Dataset records
:::::
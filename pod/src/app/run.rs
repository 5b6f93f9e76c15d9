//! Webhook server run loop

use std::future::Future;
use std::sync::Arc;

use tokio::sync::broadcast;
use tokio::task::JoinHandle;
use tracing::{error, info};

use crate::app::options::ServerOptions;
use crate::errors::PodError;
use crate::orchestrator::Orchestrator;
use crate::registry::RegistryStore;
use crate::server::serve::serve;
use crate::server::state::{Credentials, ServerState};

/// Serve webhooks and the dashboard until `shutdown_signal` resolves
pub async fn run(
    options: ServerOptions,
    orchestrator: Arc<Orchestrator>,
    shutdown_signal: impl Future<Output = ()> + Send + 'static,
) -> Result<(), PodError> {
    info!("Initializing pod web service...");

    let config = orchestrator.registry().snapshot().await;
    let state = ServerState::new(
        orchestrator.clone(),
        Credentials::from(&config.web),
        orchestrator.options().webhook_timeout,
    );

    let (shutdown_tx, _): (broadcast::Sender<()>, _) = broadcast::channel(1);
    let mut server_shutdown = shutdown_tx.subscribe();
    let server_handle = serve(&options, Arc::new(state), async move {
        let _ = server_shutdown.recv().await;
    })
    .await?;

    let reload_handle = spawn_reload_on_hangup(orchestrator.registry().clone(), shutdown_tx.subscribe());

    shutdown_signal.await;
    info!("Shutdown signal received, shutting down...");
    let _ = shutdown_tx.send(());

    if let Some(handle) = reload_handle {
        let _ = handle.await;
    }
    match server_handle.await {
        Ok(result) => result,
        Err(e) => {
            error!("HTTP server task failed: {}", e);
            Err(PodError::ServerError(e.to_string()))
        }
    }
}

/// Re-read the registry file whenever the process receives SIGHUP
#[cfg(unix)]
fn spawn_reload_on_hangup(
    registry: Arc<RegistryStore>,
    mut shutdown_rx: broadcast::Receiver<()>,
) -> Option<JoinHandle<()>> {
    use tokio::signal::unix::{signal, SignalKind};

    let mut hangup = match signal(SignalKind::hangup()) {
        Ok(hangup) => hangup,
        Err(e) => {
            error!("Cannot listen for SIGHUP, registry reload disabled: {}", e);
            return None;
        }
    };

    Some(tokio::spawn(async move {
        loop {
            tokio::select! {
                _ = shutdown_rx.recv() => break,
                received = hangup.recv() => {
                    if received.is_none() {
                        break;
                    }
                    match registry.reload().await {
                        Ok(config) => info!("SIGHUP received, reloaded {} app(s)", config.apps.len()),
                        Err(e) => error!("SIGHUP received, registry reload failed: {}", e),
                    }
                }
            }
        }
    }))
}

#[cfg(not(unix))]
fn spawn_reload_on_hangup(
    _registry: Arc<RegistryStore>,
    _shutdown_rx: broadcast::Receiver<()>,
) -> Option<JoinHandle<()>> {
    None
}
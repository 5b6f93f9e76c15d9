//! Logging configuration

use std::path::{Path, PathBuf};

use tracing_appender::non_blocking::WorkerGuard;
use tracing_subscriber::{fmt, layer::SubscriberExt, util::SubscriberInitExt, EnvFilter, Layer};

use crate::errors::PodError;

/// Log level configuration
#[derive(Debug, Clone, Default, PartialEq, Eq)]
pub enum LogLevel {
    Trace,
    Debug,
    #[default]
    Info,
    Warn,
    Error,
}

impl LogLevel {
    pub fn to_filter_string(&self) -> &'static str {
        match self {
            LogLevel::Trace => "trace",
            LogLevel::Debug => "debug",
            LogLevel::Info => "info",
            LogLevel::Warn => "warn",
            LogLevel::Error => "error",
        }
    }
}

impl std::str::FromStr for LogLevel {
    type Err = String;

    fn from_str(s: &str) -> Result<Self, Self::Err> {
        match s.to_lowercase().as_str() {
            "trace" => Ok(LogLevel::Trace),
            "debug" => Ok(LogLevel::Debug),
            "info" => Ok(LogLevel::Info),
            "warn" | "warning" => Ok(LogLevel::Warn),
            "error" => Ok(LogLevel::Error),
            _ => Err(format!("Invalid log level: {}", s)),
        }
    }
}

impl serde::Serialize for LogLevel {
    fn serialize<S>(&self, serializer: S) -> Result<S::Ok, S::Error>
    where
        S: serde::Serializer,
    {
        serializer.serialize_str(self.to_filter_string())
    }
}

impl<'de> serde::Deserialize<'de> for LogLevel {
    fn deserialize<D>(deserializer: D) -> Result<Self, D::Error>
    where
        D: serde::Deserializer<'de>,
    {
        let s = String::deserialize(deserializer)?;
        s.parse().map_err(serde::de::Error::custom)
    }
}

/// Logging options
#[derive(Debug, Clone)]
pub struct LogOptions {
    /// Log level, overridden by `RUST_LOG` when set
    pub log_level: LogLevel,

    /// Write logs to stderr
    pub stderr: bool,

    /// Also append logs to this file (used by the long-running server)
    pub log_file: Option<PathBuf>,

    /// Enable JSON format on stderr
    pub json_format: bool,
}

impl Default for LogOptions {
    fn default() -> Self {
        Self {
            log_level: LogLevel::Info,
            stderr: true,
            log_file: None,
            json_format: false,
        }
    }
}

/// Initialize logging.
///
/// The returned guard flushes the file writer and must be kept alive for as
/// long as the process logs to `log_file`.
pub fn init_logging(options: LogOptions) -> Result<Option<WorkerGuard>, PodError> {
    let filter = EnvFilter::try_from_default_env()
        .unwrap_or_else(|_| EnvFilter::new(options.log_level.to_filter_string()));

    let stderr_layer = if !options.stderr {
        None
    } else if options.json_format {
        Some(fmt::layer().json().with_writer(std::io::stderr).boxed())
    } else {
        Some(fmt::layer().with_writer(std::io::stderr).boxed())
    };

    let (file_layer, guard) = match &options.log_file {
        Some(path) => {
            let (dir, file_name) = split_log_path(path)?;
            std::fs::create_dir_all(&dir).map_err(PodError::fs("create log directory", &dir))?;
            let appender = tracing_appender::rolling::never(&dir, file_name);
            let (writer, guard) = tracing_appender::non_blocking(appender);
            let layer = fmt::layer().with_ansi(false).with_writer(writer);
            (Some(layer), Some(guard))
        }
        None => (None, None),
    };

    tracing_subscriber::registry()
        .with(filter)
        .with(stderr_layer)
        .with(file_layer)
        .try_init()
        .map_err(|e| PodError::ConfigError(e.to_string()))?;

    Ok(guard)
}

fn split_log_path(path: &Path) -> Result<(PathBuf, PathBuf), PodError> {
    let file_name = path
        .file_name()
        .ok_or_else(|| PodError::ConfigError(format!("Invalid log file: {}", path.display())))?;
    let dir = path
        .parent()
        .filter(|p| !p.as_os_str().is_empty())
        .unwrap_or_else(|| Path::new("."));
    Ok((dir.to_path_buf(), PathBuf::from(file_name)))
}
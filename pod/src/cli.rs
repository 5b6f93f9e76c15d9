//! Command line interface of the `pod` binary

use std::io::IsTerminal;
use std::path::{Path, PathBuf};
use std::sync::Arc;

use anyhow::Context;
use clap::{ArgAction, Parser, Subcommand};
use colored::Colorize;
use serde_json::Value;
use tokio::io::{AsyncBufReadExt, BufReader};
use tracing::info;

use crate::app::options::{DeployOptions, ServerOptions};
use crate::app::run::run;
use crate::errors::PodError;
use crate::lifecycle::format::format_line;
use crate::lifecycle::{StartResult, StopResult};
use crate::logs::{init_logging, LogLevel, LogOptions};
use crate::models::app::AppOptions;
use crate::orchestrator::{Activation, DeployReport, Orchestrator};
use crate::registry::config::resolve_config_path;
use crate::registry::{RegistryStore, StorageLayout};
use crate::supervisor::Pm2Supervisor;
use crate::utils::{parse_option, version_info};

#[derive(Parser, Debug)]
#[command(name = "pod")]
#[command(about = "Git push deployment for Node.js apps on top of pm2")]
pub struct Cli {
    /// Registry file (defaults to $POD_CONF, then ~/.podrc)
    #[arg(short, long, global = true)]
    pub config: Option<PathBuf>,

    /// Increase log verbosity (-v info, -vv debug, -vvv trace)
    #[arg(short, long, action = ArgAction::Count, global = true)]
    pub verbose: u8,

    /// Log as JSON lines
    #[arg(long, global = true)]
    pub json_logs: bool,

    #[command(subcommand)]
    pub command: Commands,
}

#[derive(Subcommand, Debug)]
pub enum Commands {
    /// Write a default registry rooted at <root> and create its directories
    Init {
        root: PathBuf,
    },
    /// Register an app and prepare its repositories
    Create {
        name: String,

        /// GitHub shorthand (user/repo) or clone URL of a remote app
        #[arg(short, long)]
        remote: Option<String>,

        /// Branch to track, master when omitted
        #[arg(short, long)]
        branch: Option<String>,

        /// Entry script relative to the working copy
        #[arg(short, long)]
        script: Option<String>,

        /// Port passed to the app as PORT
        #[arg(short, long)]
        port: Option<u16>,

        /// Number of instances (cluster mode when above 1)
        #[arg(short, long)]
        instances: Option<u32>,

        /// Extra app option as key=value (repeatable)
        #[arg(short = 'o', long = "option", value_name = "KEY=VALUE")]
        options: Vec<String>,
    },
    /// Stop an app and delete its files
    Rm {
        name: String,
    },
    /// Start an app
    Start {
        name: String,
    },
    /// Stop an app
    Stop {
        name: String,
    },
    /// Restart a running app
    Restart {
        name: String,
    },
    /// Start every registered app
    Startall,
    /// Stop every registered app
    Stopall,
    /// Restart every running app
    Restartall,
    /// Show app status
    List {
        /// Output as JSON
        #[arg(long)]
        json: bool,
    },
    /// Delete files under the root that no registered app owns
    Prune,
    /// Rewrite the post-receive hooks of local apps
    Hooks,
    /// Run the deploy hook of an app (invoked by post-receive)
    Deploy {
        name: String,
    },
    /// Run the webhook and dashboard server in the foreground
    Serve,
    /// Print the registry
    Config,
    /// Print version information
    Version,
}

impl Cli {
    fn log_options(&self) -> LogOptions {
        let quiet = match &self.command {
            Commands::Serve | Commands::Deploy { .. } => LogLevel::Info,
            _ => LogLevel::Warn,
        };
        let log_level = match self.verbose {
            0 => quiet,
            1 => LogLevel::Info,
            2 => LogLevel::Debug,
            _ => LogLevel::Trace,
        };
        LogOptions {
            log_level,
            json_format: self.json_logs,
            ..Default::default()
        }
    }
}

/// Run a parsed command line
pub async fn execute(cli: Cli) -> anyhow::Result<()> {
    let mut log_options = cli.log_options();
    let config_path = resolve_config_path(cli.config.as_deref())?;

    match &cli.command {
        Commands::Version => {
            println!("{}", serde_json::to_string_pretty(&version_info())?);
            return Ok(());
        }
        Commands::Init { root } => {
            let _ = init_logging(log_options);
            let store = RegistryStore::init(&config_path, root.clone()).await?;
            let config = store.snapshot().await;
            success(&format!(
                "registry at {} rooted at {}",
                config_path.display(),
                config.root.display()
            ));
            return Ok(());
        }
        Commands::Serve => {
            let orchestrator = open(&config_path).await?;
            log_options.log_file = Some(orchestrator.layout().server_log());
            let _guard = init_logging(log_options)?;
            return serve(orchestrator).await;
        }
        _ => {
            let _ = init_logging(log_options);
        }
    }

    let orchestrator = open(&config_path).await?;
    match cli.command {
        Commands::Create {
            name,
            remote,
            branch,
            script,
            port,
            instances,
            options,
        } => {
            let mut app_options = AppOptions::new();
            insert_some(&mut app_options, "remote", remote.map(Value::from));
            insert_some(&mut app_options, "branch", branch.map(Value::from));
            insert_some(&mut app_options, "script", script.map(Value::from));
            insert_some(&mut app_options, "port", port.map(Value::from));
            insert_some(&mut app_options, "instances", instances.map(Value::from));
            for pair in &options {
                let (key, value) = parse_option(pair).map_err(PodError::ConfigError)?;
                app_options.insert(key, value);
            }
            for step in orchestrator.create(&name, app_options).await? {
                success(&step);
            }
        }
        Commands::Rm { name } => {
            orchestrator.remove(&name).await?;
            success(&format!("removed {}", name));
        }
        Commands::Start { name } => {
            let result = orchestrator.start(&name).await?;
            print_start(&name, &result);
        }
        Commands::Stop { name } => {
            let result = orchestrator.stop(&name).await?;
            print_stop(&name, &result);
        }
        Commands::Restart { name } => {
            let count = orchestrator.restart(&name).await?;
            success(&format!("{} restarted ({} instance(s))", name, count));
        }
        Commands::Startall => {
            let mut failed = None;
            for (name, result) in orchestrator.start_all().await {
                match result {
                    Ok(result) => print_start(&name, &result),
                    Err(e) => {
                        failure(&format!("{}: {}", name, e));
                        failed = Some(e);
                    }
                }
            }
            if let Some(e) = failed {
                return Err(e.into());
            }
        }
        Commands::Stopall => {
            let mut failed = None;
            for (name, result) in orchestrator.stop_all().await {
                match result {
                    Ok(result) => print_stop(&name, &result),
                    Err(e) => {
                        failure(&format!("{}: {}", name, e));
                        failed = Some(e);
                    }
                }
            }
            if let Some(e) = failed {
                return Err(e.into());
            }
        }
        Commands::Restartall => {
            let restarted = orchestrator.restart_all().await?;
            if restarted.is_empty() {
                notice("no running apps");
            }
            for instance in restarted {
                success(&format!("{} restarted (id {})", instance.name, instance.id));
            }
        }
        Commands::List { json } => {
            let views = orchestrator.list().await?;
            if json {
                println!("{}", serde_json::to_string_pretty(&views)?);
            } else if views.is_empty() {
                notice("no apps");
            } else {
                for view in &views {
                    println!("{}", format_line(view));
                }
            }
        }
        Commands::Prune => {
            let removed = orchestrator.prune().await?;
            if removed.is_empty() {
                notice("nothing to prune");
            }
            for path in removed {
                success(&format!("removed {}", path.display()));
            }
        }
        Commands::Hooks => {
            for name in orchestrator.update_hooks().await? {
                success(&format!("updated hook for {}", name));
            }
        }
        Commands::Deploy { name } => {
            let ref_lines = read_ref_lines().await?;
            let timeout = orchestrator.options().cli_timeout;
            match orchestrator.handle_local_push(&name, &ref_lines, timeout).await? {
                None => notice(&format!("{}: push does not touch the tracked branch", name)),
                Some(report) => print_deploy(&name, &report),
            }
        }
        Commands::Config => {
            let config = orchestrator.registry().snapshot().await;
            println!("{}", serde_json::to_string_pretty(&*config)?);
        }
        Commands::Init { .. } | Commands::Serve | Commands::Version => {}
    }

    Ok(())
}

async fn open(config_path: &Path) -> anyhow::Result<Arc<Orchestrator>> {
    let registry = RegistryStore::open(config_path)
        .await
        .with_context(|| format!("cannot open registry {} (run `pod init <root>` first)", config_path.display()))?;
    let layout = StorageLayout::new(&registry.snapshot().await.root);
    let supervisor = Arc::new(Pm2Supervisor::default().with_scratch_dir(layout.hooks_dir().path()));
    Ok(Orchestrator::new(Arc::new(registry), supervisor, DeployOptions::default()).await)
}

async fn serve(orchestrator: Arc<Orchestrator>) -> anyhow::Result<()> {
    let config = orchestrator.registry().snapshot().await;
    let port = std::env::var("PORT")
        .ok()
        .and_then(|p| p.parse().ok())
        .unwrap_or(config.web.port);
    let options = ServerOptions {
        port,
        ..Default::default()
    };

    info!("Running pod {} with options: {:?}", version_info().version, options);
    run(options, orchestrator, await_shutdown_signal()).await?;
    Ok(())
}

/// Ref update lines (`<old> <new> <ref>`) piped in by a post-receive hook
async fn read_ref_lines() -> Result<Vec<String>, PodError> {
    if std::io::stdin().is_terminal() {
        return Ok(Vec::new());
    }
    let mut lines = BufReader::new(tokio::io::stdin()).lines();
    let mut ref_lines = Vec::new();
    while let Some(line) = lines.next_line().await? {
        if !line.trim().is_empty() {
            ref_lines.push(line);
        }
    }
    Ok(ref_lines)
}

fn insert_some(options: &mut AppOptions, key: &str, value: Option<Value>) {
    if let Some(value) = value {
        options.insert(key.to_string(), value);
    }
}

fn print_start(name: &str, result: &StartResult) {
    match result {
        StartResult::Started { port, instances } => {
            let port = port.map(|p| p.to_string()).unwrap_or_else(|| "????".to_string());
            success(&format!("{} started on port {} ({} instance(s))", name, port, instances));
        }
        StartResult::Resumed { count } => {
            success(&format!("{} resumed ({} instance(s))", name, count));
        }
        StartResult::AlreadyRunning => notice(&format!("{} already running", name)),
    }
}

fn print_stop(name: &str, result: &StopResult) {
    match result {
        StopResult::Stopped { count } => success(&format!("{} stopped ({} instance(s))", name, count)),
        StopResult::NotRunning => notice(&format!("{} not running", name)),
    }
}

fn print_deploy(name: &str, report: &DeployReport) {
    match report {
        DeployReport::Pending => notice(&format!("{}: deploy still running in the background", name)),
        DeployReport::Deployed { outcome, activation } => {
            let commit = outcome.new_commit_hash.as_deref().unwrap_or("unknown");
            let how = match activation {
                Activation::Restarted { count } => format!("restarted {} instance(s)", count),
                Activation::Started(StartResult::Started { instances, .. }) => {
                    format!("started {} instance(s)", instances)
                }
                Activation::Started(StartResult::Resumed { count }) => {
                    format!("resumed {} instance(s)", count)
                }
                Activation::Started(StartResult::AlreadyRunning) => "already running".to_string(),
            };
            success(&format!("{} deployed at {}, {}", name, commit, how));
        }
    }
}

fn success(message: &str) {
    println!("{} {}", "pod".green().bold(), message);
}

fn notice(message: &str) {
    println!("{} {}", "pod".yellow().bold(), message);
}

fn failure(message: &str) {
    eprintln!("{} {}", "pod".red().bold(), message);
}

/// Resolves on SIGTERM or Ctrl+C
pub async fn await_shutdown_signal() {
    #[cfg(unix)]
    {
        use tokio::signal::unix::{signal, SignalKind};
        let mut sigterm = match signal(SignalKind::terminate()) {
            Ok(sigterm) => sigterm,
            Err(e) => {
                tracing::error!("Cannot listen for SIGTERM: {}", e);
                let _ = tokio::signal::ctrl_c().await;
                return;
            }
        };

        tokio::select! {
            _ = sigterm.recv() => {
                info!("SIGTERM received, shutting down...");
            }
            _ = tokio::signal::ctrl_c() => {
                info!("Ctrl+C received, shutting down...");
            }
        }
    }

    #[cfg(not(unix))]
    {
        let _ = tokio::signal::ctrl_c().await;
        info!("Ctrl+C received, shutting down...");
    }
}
:::::
All lines above from the line with "Commands::Serve | Commands::Version" through the line with "layout = StorageLayout::new(&registry.snapshot().await.root);", both included, are to be set down exactly, with nothing else.

        Commands::Init { .. } | Commands::Serve | Commands::Version => {}
    }

    Ok(())
}

async fn open(config_path: &Path) -> anyhow::Result<Arc<Orchestrator>> {
    let registry = RegistryStore::open(config_path)
        .await
        .with_context(|| format!("cannot open registry {} (run `pod init <root>` first)", config_path.display()))?;
    let layout = StorageLayout::new(&registry.snapshot().await.root);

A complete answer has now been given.